Generating Data to Mitigate Spurious Correlations in Natural Language
Inference Datasets
- URL: http://arxiv.org/abs/2203.12942v1
- Date: Thu, 24 Mar 2022 09:08:05 GMT
- Title: Generating Data to Mitigate Spurious Correlations in Natural Language
Inference Datasets
- Authors: Yuxiang Wu, Matt Gardner, Pontus Stenetorp and Pradeep Dasigi
- Abstract summary: Natural language processing models often exploit spurious correlations between task-independent features and labels in datasets to perform well only within the distributions they are trained on.
We propose to tackle this problem by generating a debiased version of a dataset, which can then be used to train a debiased, off-the-shelf model.
Our approach consists of 1) a method for training data generators to generate high-quality, label-consistent data samples; and 2) a filtering mechanism for removing data points that contribute to spurious correlations.

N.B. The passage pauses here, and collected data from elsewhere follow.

//! VitalSim Core - Discrete-Time Microsimulation Kernel
//!
//! This library runs agent-based population health models. A simulation is a
//! population table advanced in fixed calendar steps by components that never
//! call each other directly:
//! 1. **State**: a columnar population table read and written through views
//! 2. **Control flow**: named event channels with priority-ordered listeners
//! 3. **Quantities**: value pipelines (a source plus ordered modifiers) that
//!    let one component adjust another's rates without knowing about it
//! 4. **Randomness**: common random numbers keyed by stream, time and
//!    simulant, so two runs that differ in one component see the same draws
//!    everywhere else
//!
//! # Example
//!
//! ```ignore
//! use vitalsim_core::components::{BasePopulation, Mortality};
//! use vitalsim_core::run_simulation;
//!
//! let metrics = run_simulation(
//!     vec![Box::new(BasePopulation::default()), Box::new(Mortality::new())],
//!     None,
//! )?;
//! println!("deaths: {}", metrics["deaths"]);
//! ```

pub mod builder;
pub mod components;
pub mod config;
pub mod engine;
pub mod error;
pub mod events;
pub mod lookup;
pub mod population;
pub mod randomness;
pub mod rates;
pub mod state_machine;
pub mod values;

// Re-export key types for convenience
pub use builder::{Builder, Component};
pub use config::{ConfigTree, ConfigurationError};
pub use engine::{run_simulation, SimulationContext, METRICS_PIPELINE};
pub use error::{Result, SimulationError};
pub use events::{Event, EventError, EventManager};
pub use lookup::{DataTable, LookupError, LookupSpec, LookupTable, LookupTableManager, TableData};
pub use population::{Column, Frame, PopulationError, PopulationManager, PopulationView, Query, ResourceError, SimulantData};
pub use randomness::{RandomnessError, RandomnessManager, RandomnessStream, Weight, RESIDUAL_CHOICE};
pub use state_machine::{Machine, ProbabilitySpec, State, Transition, TransitionError, TransitionSet};
pub use values::{DynamicValueError, Metrics, Pipeline, ValuesManager};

- Score: 27.562256973255728
- License: http://arxiv.org/licenses/nonexclusive-distrib/1.0/
- Abstract: Natural language processing models often exploit spurious correlations
between task-independent features and labels in datasets to perform well only
within the distributions they are trained on, while not generalising to
different task distributions. We propose to tackle this problem by generating a
debiased version of a dataset, which can then be used to train a debiased,
off-the-shelf model, by simply replacing its training data. Our approach
consists of 1) a method for training data generators to generate high-quality,
label-consistent data samples; and 2) a filtering mechanism for removing data
points that contribute to spurious correlations, measured in terms of
z-statistics. We generate debiased versions of the SNLI and MNLI datasets, and
we evaluate on a large suite of debiased, out-of-distribution, and adversarial
test sets. Results show that models trained on our debiased datasets generalise
better than those trained on the original datasets in all settings. On the
majority of the datasets, our method outperforms or performs comparably to
previous state-of-the-art debiasing strategies, and when combined with an
orthogonal technique, product-of-experts, it improves further and outperforms
previous best results of SNLI-hard and MNLI-hard.